Problem to solve: Tell how many lines of the data below have the string "StoreKind" in them. Say nothing more.

Data:
::::::::::
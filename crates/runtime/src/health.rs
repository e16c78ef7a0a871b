//! Health roll-up across the backing stores.

use chrono::{DateTime, Utc};
use serde::Serialize;

use sluice_common::circuit_breaker::CircuitState;
use sluice_common::models::StoreKind;

/// Pool health scores under this mark a store as degraded.
const DEGRADED_SCORE: f64 = 50.0;

#[derive(Debug, Clone, Copy, PartialEq, Eq, Serialize)]
#[serde(rename_all = "lowercase")]
pub enum HealthStatus {
    Healthy,
    Degraded,
    Unhealthy,
}

#[derive(Debug, Clone, Serialize)]
pub struct StoreHealth {
    pub store: StoreKind,
    pub reachable: bool,
    pub breaker: CircuitState,
    pub pool_health_score: f64,
    pub active_connections: usize,
    pub idle_connections: usize,
    #[serde(skip_serializing_if = "Option::is_none")]
    pub error: Option<String>,
}

impl StoreHealth {
    pub fn status(&self) -> HealthStatus {
        if !self.reachable || self.breaker == CircuitState::Open {
            HealthStatus::Unhealthy
        } else if self.breaker == CircuitState::HalfOpen || self.pool_health_score < DEGRADED_SCORE
        {
            HealthStatus::Degraded
        } else {
            HealthStatus::Healthy
        }
    }
}

#[derive(Debug, Clone, Serialize)]
pub struct HealthReport {
    pub status: HealthStatus,
    pub stores: Vec<StoreHealth>,
    pub pressure_score: f64,
    pub checked_at: DateTime<Utc>,
}

impl HealthReport {
    pub fn new(stores: Vec<StoreHealth>, pressure_score: f64) -> Self {
        Self {
            status: roll_up(&stores),
            stores,
            pressure_score,
            checked_at: Utc::now(),
        }
    }
}

/// OLTP serves every write and is the read fallback, so losing it is fatal.
/// Losing OLAP alone only degrades service.
pub fn roll_up(stores: &[StoreHealth]) -> HealthStatus {
    let mut status = HealthStatus::Healthy;
    for store in stores {
        match (store.store, store.status()) {
            (StoreKind::Oltp, HealthStatus::Unhealthy) => return HealthStatus::Unhealthy,
            (_, HealthStatus::Healthy) => {}
            _ => status = HealthStatus::Degraded,
        }
    }
    status
}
::::::::::
Solved exercise: 3